To deal with the impact of these rising costs, many businesses have been forced to consider raising their prices. A survey in February 2022 by the British Chambers of Commerce found 73% of firms were increasing prices, with 62% citing soaring energy bills as the main reason and 63% blaming increased employee salary costs.

Raising prices is never an easy decision but in these unprecedented times, it might be a move you need to make.

So how can you increase your prices and keep the loss of customers to a minimum? This guide outlines some key tips for you to consider.

Understand your costs

Before you make any changes to your prices, you need to ensure you fully understand the exact costs that you are having to deal with and how they are affecting your business. This will help you develop a strategy for dealing with it and work out how much you need to increase your prices or whether you have other options such as securing external business funding.
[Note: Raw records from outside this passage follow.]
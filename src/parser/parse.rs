//! Main parser coordinator
//!
//! This module provides the [`Parser`] struct and core parsing infrastructure,
//! including the error type, token helpers, and the program entry point.
//!
//! # Parser Architecture
//!
//! The Parser uses a recursive descent approach with the following organization:
//! - This module: Parser struct, helper methods, and coordination
//! - `statements`: declarations, `if`/`elif`/`else`, `while`, `print`, `read`
//! - `expressions`: one method per precedence level
//!
//! Parser methods are split across files using `impl Parser` blocks, each
//! extending the Parser with related functionality over the shared state.
//!
//! The first syntax error aborts the parse; there is no recovery.
//!
//! Input size is bounded so that parsing, printing and dropping the tree
//! stay within a thread's stack: parentheses, blocks and operand-position
//! `not` may nest [`MAX_NESTING_DEPTH`] levels, and one statement-level
//! expression may hold [`MAX_EXPRESSION_OPERATORS`] operators.

use crate::parser::ast::*;
use crate::parser::lexer::{Lexer, Token, TokenKind};
use thiserror::Error;
use tracing::debug;

/// Nesting levels opened by `(`, `{` or `not` in operand position
pub const MAX_NESTING_DEPTH: usize = 64;

/// Operator nodes in one statement-level expression
pub const MAX_EXPRESSION_OPERATORS: usize = 1000;

/// Parser error type
#[derive(Debug, Clone, PartialEq, Error)]
pub enum ParseError {
    /// A token the grammar does not allow at this point
    #[error("Syntax error at '{found}' on line {}: {message}", .location.line)]
    UnexpectedToken {
        found: String,
        message: String,
        location: SourceLocation,
    },

    /// The token stream ended inside a construct
    #[error("Syntax error: unexpected end of input: {message}")]
    UnexpectedEof { message: String },
}

/// Recursive descent parser for cppy
pub struct Parser {
    pub(crate) tokens: Vec<Token>,
    pub(crate) position: usize,
    /// Currently open nesting levels
    pub(crate) depth: usize,
    /// Operators seen in the expression being parsed
    pub(crate) operators: usize,
}

impl Parser {
    /// Build a parser over a fresh lexer for `source`.
    pub fn new(source: &str) -> Self {
        Self::from_lexer(Lexer::new(source))
    }

    pub fn from_lexer(mut lexer: Lexer) -> Self {
        let tokens = lexer.tokenize();
        debug!(tokens = tokens.len() - 1, "token stream ready for parsing");
        Self {
            tokens,
            position: 0,
            depth: 0,
            operators: 0,
        }
    }

    /// Parse the entire program: one or more statements up to end of input
    pub fn parse_program(&mut self) -> Result<Program, ParseError> {
        let mut program = Program::new();

        loop {
            program.statements.push(self.parse_statement()?);
            if self.is_at_end() {
                break;
            }
        }

        debug!(statements = program.statements.len(), "parsed program");
        Ok(program)
    }

    // ===== Helper methods =====

    /// Run `parse` one nesting level deeper, failing at the current token
    /// once [`MAX_NESTING_DEPTH`] levels are open.
    pub(crate) fn nested<T>(
        &mut self,
        parse: impl FnOnce(&mut Self) -> Result<T, ParseError>,
    ) -> Result<T, ParseError> {
        if self.depth >= MAX_NESTING_DEPTH {
            return Err(self.error_here("Expression or block nested too deeply"));
        }
        self.depth += 1;
        let result = parse(self);
        self.depth -= 1;
        result
    }

    /// Account for the operator at the current token.
    pub(crate) fn count_operator(&mut self) -> Result<(), ParseError> {
        if self.operators >= MAX_EXPRESSION_OPERATORS {
            return Err(self.error_here("Expression has too many operators"));
        }
        self.operators += 1;
        Ok(())
    }

    pub(crate) fn is_type_keyword(&self) -> bool {
        matches!(
            self.peek().kind,
            TokenKind::TypeInt
                | TokenKind::TypeFloat
                | TokenKind::TypeString
                | TokenKind::TypeChar
                | TokenKind::TypeBool
        )
    }

    /// Consume the current token if it has the same variant as `kind`.
    /// Payloads are ignored.
    pub(crate) fn match_token(&mut self, kind: &TokenKind) -> bool {
        if self.check(kind) {
            self.advance();
            true
        } else {
            false
        }
    }

    pub(crate) fn check(&self, kind: &TokenKind) -> bool {
        std::mem::discriminant(&self.peek().kind) == std::mem::discriminant(kind)
    }

    pub(crate) fn advance(&mut self) -> &Token {
        if !self.is_at_end() {
            self.position += 1;
        }
        self.previous()
    }

    pub(crate) fn is_at_end(&self) -> bool {
        matches!(self.peek().kind, TokenKind::Eof)
    }

    pub(crate) fn peek(&self) -> &Token {
        &self.tokens[self.position]
    }

    pub(crate) fn previous(&self) -> &Token {
        &self.tokens[self.position.saturating_sub(1)]
    }

    pub(crate) fn previous_location(&self) -> SourceLocation {
        self.previous().location
    }

    pub(crate) fn current_location(&self) -> SourceLocation {
        self.peek().location
    }

    /// Build a syntax error pointing at the current token.
    pub(crate) fn error_here(&self, message: impl Into<String>) -> ParseError {
        let token = self.peek();
        match token.kind {
            TokenKind::Eof => ParseError::UnexpectedEof {
                message: message.into(),
            },
            ref kind => ParseError::UnexpectedToken {
                found: kind.to_string(),
                message: message.into(),
                location: token.location,
            },
        }
    }

    pub(crate) fn expect_token(
        &mut self,
        kind: &TokenKind,
        message: &str,
    ) -> Result<(), ParseError> {
        if self.check(kind) {
            self.advance();
            Ok(())
        } else {
            Err(self.error_here(message))
        }
    }

    pub(crate) fn expect_lparen(&mut self, ctx: &str) -> Result<(), ParseError> {
        self.expect_token(&TokenKind::LParen, &format!("Expected '(' {ctx}"))
    }

    pub(crate) fn expect_rparen(&mut self, ctx: &str) -> Result<(), ParseError> {
        self.expect_token(&TokenKind::RParen, &format!("Expected ')' {ctx}"))
    }

    pub(crate) fn expect_lbrace(&mut self, ctx: &str) -> Result<(), ParseError> {
        self.expect_token(&TokenKind::LBrace, &format!("Expected '{{' {ctx}"))
    }

    pub(crate) fn expect_rbrace(&mut self, ctx: &str) -> Result<(), ParseError> {
        self.expect_token(&TokenKind::RBrace, &format!("Expected '}}' {ctx}"))
    }

    pub(crate) fn expect_semicolon(&mut self, ctx: &str) -> Result<(), ParseError> {
        self.expect_token(&TokenKind::Semicolon, &format!("Expected ';' {ctx}"))
    }

    pub(crate) fn expect_identifier(&mut self, ctx: &str) -> Result<String, ParseError> {
        if let TokenKind::Ident(name) = &self.peek().kind {
            let name = name.clone();
            self.advance();
            Ok(name)
        } else {
            Err(self.error_here(format!("Expected identifier {ctx}")))
        }
    }
}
Employing the services of an accountant can help you get to grips with understanding your costs and help you decide what you need to do. 

Study your competitors

In the current climate, if your business is facing rising operating costs, your competitors probably are too. Investigate their prices and see if they are increasing them. If they are, find out by how much. If most businesses in your sector are putting prices up, your customers are more likely to accept any changes you make.

Segment your customers

Deciding which customers are likely to be less sensitive to a price increase can help you make targeted decisions.

Customers who buy big value products or services may be one such group because as a percentage of the overall price, a price increase is less of an impact than for lower value items. 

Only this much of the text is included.